Em Portugal, muito mais do que noutros países, as palavras dos estrangeiros sobre nós dão sempre notícia. E isso é absurdo. Mas às vezes as coisas óbvias, quando são ditas de fora, tornam-se mais evidentes aos olhos de todos. E com as coisas acertadíssimas que o Nobel da Economia norte-americano Joseph Stiglitz tem dito sobre a Europa, é interessante ouvir o que pensa sobre como Portugal pode sair do “pântano” em que está.

Na entrevista que deu à Antena 1, a propósito do seu livro “The Euro: How a Common Currency Threatens the Future of Europe”, Joseph Stiglitz foi arrasador para a União Europeia e as suas instituições e poderes. E, no entanto, só disse coisas que todos temos o dever de saber. Que o euro retirou aos Estados mecanismos de ajustamento – as taxas de câmbio e as taxas de juro – e que a Europa contou que tudo poderia depender de políticas orçamentais.
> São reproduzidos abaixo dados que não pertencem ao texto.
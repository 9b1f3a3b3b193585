//! HTTP handlers for the honeypot endpoint.
//!
//! The handlers are deliberately thin: decode, delegate to the orchestrator,
//! encode. The orchestrator never fails a turn, so apart from an unusable
//! session id every request answers 200 with a reply for the correspondent.

use std::sync::Arc;

use axum::{
    extract::State,
    http::StatusCode,
    response::{IntoResponse, Response},
    Json,
};

use crate::application::SessionOrchestrator;
use crate::domain::foundation::SessionId;

use super::dto::{ErrorResponse, HealthResponse, HoneypotRequest, HoneypotResponse};

/// Handler state.
#[derive(Clone)]
pub struct HoneypotHandlers {
    orchestrator: Arc<SessionOrchestrator>,
}

impl HoneypotHandlers {
    pub fn new(orchestrator: Arc<SessionOrchestrator>) -> Self {
        Self { orchestrator }
    }
}

/// POST /honeypot - process one inbound message, answer with the bait reply.
pub async fn honeypot(
    State(handlers): State<HoneypotHandlers>,
    Json(req): Json<HoneypotRequest>,
) -> Response {
    let session_id = match SessionId::new(req.session_id) {
        Ok(id) => id,
        Err(e) => {
            return (
                StatusCode::BAD_REQUEST,
                Json(ErrorResponse::bad_request(e.to_string())),
            )
                .into_response()
        }
    };

    let message = req.message.into();
    let history = req
        .conversation_history
        .into_iter()
        .map(Into::into)
        .collect();

    let reply = handlers
        .orchestrator
        .handle_message(session_id, message, history)
        .await;

    (StatusCode::OK, Json(HoneypotResponse::success(reply))).into_response()
}

/// GET /health - liveness probe.
pub async fn health() -> Response {
    (StatusCode::OK, Json(HealthResponse::online())).into_response()
}

#[cfg(test)]
mod tests {
    use super::*;

    #[tokio::test]
    async fn health_answers_200() {
        let response = health().await;
        assert_eq!(response.status(), StatusCode::OK);
    }
}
Que foram impostos limites cegos ao défice que impedem políticas em contraciclo que favoreçam o crescimento económico em tempo de crise. Que o euro nasceu num determinado momento, em que as convicções ideológicas ditaram a lógica a que hoje está presa. Que as políticas monetárias do BCE, que se teria de concentrar mais na inflação do que com o emprego, não chegam para tirar a Europa da beira do precipício, onde brinca há mais de cinco anos arriscando-se a uma nova crise de dimensões arrasadoras.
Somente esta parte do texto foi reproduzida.